(Caracas) „Wenn der Papst über Venezuela redet“, heißt ein Leitartikel von Ricardo Roa, der in der argentinischen Tageszeitung Clarin veröffentlicht wurde, die gegenüber Papst Franziskus, einem Landsmann, nicht feindlich gesonnen ist. Dennoch übt Roa deutliche Kritik an der Haltung des katholischen Kirchenoberhauptes zur aktuellen Krise in Venezuela. Der Autor wirft dem Papst vor, das wirkliche Ausmaß der Krise zu ignorieren und den Hunger, unter dem Teile der venezolanischen Bevölkerung leiden, und die Todesopfer unter der Opposition, die von Polizei und regierungsnahen „Revolutionskommandos“ getötet oder gezielt ermordet werden, zu verschweigen.

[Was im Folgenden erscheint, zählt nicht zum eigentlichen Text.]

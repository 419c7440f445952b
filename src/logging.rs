//! 日志模块 - 控制台输出加按大小轮转的文件日志

use serde::{Deserialize, Serialize};
use std::fs::{self, File, OpenOptions};
use std::io::{self, BufWriter, Write};
use std::path::{Path, PathBuf};
use tracing_appender::non_blocking::WorkerGuard;
use tracing_subscriber::prelude::*;
use tracing_subscriber::EnvFilter;

/// 日志文件名
const LOG_FILE_NAME: &str = "blobsync.log";

/// 日志配置
#[derive(Debug, Clone, Serialize, Deserialize)]
#[serde(rename_all = "camelCase")]
pub struct LogConfig {
    /// 是否写入日志文件（控制台始终输出）
    #[serde(default = "default_enabled")]
    pub enabled: bool,
    /// 最大日志文件大小（MB）
    #[serde(default = "default_max_size_mb")]
    pub max_size_mb: u32,
    /// 日志级别: "error", "warn", "info", "debug", "trace"
    #[serde(default = "default_level")]
    pub level: String,
    /// 日志目录，默认为当前目录下的 logs/
    #[serde(default, skip_serializing_if = "Option::is_none")]
    pub dir: Option<PathBuf>,
}

fn default_enabled() -> bool {
    true
}

fn default_max_size_mb() -> u32 {
    5 // 默认 5MB
}

fn default_level() -> String {
    "info".to_string()
}

impl Default for LogConfig {
    fn default() -> Self {
        Self {
            enabled: default_enabled(),
            max_size_mb: default_max_size_mb(),
            level: default_level(),
            dir: None,
        }
    }
}

impl LogConfig {
    /// 将配置的日志级别转换为 tracing Level
    pub fn tracing_level(&self) -> tracing::Level {
        parse_level(&self.level)
    }

    pub fn log_dir(&self) -> PathBuf {
        self.dir.clone().unwrap_or_else(|| PathBuf::from("logs"))
    }
}

fn parse_level(level: &str) -> tracing::Level {
    match level.to_lowercase().as_str() {
        "error" => tracing::Level::ERROR,
        "warn" => tracing::Level::WARN,
        "debug" => tracing::Level::DEBUG,
        "trace" => tracing::Level::TRACE,
        _ => tracing::Level::INFO,
    }
}

/// 带大小限制的日志写入器，超过上限时把当前文件改名为 `.old` 备份
pub struct SizeRotatingWriter {
    file_path: PathBuf,
    max_size: u64,
    written: u64,
    writer: Option<BufWriter<File>>,
}

impl SizeRotatingWriter {
    pub fn new(log_dir: &Path, max_size_mb: u32) -> io::Result<Self> {
        fs::create_dir_all(log_dir)?;

        let file_path = log_dir.join(LOG_FILE_NAME);
        let max_size = (max_size_mb.max(1) as u64) * 1024 * 1024;

        let mut writer = Self {
            file_path,
            max_size,
            written: 0,
            writer: None,
        };
        writer.open()?;
        Ok(writer)
    }

    fn open(&mut self) -> io::Result<()> {
        // 检查现有文件大小，如果超过限制则轮转
        let existing = fs::metadata(&self.file_path).map(|m| m.len()).unwrap_or(0);
        if existing > self.max_size {
            self.rotate()?;
        }

        let file = OpenOptions::new()
            .create(true)
            .append(true)
            .open(&self.file_path)?;
        self.written = file.metadata()?.len();
        self.writer = Some(BufWriter::new(file));
        Ok(())
    }

    /// 轮转日志文件
    fn rotate(&mut self) -> io::Result<()> {
        if let Some(mut w) = self.writer.take() {
            let _ = w.flush();
        }

        let backup_path = self.file_path.with_extension("log.old");
        if backup_path.exists() {
            fs::remove_file(&backup_path)?;
        }
        fs::rename(&self.file_path, &backup_path)?;
        self.written = 0;
        Ok(())
    }

    pub fn file_path(&self) -> &Path {
        &self.file_path
    }
}

impl Write for SizeRotatingWriter {
    fn write(&mut self, buf: &[u8]) -> io::Result<usize> {
        if self.written > self.max_size {
            self.rotate()?;
            self.open()?;
        }

        let writer = match self.writer.as_mut() {
            Some(w) => w,
            None => return Err(io::Error::new(io::ErrorKind::Other, "Writer not available")),
        };
        let n = writer.write(buf)?;
        writer.flush()?;
        self.written += n as u64;
        Ok(n)
    }

    fn flush(&mut self) -> io::Result<()> {
        match self.writer.as_mut() {
            Some(w) => w.flush(),
            None => Ok(()),
        }
    }
}

/// 初始化日志系统
///
/// 返回文件日志的后台写入守卫，进程退出前需要保持存活。
pub fn init_logging(config: &LogConfig, level_override: Option<&str>) -> Option<WorkerGuard> {
    let level = level_override
        .map(parse_level)
        .unwrap_or_else(|| config.tracing_level());

    // RUST_LOG 优先，其次使用配置的级别
    let env_filter = EnvFilter::builder()
        .with_default_directive(level.into())
        .from_env_lossy()
        .add_directive("hyper=warn".parse().expect("static directive"))
        .add_directive("reqwest=warn".parse().expect("static directive"));

    let console_layer = tracing_subscriber::fmt::layer()
        .with_target(false)
        .with_thread_ids(false)
        .with_thread_names(false);

    let file = if config.enabled {
        match SizeRotatingWriter::new(&config.log_dir(), config.max_size_mb) {
            Ok(w) => Some(tracing_appender::non_blocking(w)),
            Err(e) => {
                eprintln!("创建日志文件失败，只输出到控制台: {}", e);
                None
            }
        }
    } else {
        None
    };

    let (file_layer, guard) = match file {
        Some((writer, guard)) => {
            let layer = tracing_subscriber::fmt::layer()
                .with_writer(writer)
                .with_ansi(false)
                .with_target(false)
                .with_thread_ids(false)
                .with_thread_names(false);
            (Some(layer), Some(guard))
        }
        None => (None, None),
    };

    let subscriber = tracing_subscriber::registry()
        .with(env_filter)
        .with(console_layer)
        .with(file_layer);
    let _ = tracing::subscriber::set_global_default(subscriber);

    guard
}

#[cfg(test)]
mod tests {
    use super::*;

    #[test]
    fn test_rotates_when_over_limit() {
        let dir = tempfile::tempdir().unwrap();
        let mut writer = SizeRotatingWriter::new(dir.path(), 1).unwrap();

        let line = vec![b'x'; 600 * 1024];
        writer.write_all(&line).unwrap();
        writer.write_all(&line).unwrap();
        // 第三次写入前已超过 1MB，触发轮转
        writer.write_all(b"after rotation\n").unwrap();

        let backup = dir.path().join("blobsync.log.old");
        assert!(backup.exists());
        assert_eq!(fs::metadata(&backup).unwrap().len(), 1200 * 1024);
        assert_eq!(
            fs::read_to_string(writer.file_path()).unwrap(),
            "after rotation\n"
        );
    }

    #[test]
    fn test_log_config_defaults() {
        let config: LogConfig = serde_json::from_str("{}").unwrap();
        assert!(config.enabled);
        assert_eq!(config.max_size_mb, 5);
        assert_eq!(config.tracing_level(), tracing::Level::INFO);
        assert_eq!(config.log_dir(), PathBuf::from("logs"));
    }
}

„Der Papst hat nichts zu sagen, zu den mehr als 100 Toten“
„Wenn der Papst über Venezuela redet“, meint vor allem das Schweigen des Papstes. Der zentrale Satz des Artikels lautet:
„Es ist ein lärmendes Schweigen. Es ist ein Schweigen, das kläglich ist.“
Roas Leitartikel wurde von Il Sismografo, der sehr gut dokumentierten Presseschau des vatikanischen Staatssekretariats – offenbar wegen der kritischen Worte – nicht übernommen.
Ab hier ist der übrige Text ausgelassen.